Figure 1 OpenAIRE2020 technical and training programme timeline overview.

The OpenAIREplus infrastructure service software will be delivered in three releases corresponding to the milestones illustrated in Table 1. Each release will follow a cycle of pilot › testing › integration› deployment schedule that lasts 2 months, and will incrementally containing new services developed in WP8, WP9, and WP10. The plan will describe the parallel activities envisaged to achieve these objectives.

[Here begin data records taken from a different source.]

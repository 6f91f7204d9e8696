//! Centralized tuning constants for the randomization engine.
//!
//! The locomotion and oxygen figures are balance values inherited from the
//! progression model; they are kept verbatim rather than derived, since any
//! change shifts every seed's depth curve.

// Scheduler ----------------------------------------------------------------
pub const MAX_SCHEDULER_ITERATIONS: u32 = 3000;
pub const CHECKPOINT_INTERVAL: u32 = 50;

// Locomotion ---------------------------------------------------------------
pub const BASE_SWIM_SPEED: f64 = 4.7;
pub const TRAVERSAL_AID_SPEED: f64 = 11.0;
pub const BASE_BREATH_TIME: f64 = 45.0;
pub const FIN_SPEED_BONUS: f64 = 1.41;
pub const ULTRA_FIN_SPEED_BONUS: f64 = 1.88;

pub const STANDARD_TANK_BREATH: f64 = 75.0;
pub const STANDARD_TANK_PENALTY: f64 = 0.4725;
pub const DOUBLE_TANK_BREATH: f64 = 135.0;
pub const DOUBLE_TANK_PENALTY: f64 = 0.945;
pub const PLASTEEL_TANK_BREATH: f64 = 135.0;
pub const PLASTEEL_TANK_PENALTY: f64 = 0.101_25;
pub const HIGH_CAPACITY_TANK_BREATH: f64 = 225.0;
pub const HIGH_CAPACITY_TANK_PENALTY: f64 = 0.6075;

// Oxygen consumption -------------------------------------------------------
pub const OXYGEN_TIER_ONE_DEPTH: f64 = 100.0;
pub const OXYGEN_TIER_ONE_MULTIPLIER: f64 = 3.0;
pub const OXYGEN_TIER_TWO_DEPTH: f64 = 200.0;
pub const OXYGEN_TIER_TWO_MULTIPLIER: f64 = 5.0;

// Recipes ------------------------------------------------------------------
pub const PRIMARY_VALUE_TOLERANCE: f64 = 0.1;

// Locations ----------------------------------------------------------------
pub const TOOL_MAJORITY_THRESHOLD: f64 = 0.5;

// Fragments ----------------------------------------------------------------
pub const MIN_FRAGMENT_BIOMES: u32 = 3;
pub const SCAN_RATE_BONUS: f64 = 0.05;
pub const DEFAULT_SCANS_TO_UNLOCK: u32 = 4;

// Seeds --------------------------------------------------------------------
pub(crate) const SESSION_STREAM_TAG: &[u8] = b"tidegate-session";
//! Session PRNG: one ChaCha stream per session, derived from the user seed.
//!
//! Every random decision in a session draws from the same stream in call
//! order, so the draw counter doubles as a cheap check that two runs took
//! identical paths.
use hmac::{Hmac, Mac};
use rand::SeedableRng;
use rand_chacha::ChaCha20Rng;
use sha2::Sha256;

use crate::constants::SESSION_STREAM_TAG;

/// The concrete RNG threaded through every engine component.
pub type SessionRng = CountingRng<ChaCha20Rng>;

/// Counting wrapper for the session stream.
#[derive(Debug, Clone)]
pub struct CountingRng<R> {
    rng: R,
    draws: u64,
}

impl CountingRng<ChaCha20Rng> {
    /// Construct the session stream from a user-visible seed.
    #[must_use]
    pub fn from_user_seed(seed: u64) -> Self {
        Self {
            rng: ChaCha20Rng::from_seed(derive_stream_seed(seed, SESSION_STREAM_TAG)),
            draws: 0,
        }
    }
}

impl<R: rand::RngCore> CountingRng<R> {
    /// Number of draw calls performed against this stream.
    #[must_use]
    pub const fn draws(&self) -> u64 {
        self.draws
    }
}

impl<R: rand::RngCore> rand::RngCore for CountingRng<R> {
    fn next_u32(&mut self) -> u32 {
        self.draws = self.draws.saturating_add(1);
        self.rng.next_u32()
    }

    fn next_u64(&mut self) -> u64 {
        self.draws = self.draws.saturating_add(1);
        self.rng.next_u64()
    }

    fn fill_bytes(&mut self, dest: &mut [u8]) {
        self.draws = self.draws.saturating_add(1);
        self.rng.fill_bytes(dest);
    }

    fn try_fill_bytes(&mut self, dest: &mut [u8]) -> Result<(), rand::Error> {
        self.draws = self.draws.saturating_add(1);
        self.rng.try_fill_bytes(dest)
    }
}

fn derive_stream_seed(user_seed: u64, domain_tag: &[u8]) -> [u8; 32] {
    let mut mac =
        Hmac::<Sha256>::new_from_slice(&user_seed.to_le_bytes()).expect("64-bit seed is valid key");
    mac.update(domain_tag);
    let digest = mac.finalize().into_bytes();
    let mut seed = [0u8; 32];
    seed.copy_from_slice(&digest);
    seed
}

In order to interpret this structure and roadmap, in the next section we shall introduce an overview of the functional requirements of the OpenAIRE infrastructure in OpenAIRE2020, given in terms of the new end-user interaction scenarios and data management issues.

Table 1 - OpenAIREplus: Deliverables and Milestones

_ Date_ Phase Milestone/deliverable Services/functionalities
M5 OpenAIREplus data model definition D8.1
M14 Release 1 M6.2 The release will incorporate all services that are production ready by M12: LOD v1, Resarch Impact v1, Data Flow Montoring v1, Innovative portal services v1, Stats and visualization v1, Zenodo v2, Visual workflow editor
M26 Release 2 M6.4 The release will incorporate all services that are production ready by M24: LOD v2, Research Impact v2, Data Flow Monitoring v2, Innovative portal services v1, Stats and visualization v1, Zenodo v2, data-citation interlinking prototype, anonymization service, clustering agorithms, entity resolution algorithms
M38 Release 3 M6.5 The release will incorporate all services that are production ready by M36: LOD v3, Research Impact v3, Data Flow Monitoring v3, Innovative portal services demonstration, OA Broker Service, Mining training algorithms, Usage Statistics Services, Map of academic relationships


Figure 2 – Research Joint Activities: WP6, WP7, and WP8

Functional Requirements

In this section we shall present the main functionalities to be realized in OpenAIRE2020. To this aim, we shall first introduce the status of the OpenAIRE infrastructure, on top of which OpenAIRE2020 will provide extensions.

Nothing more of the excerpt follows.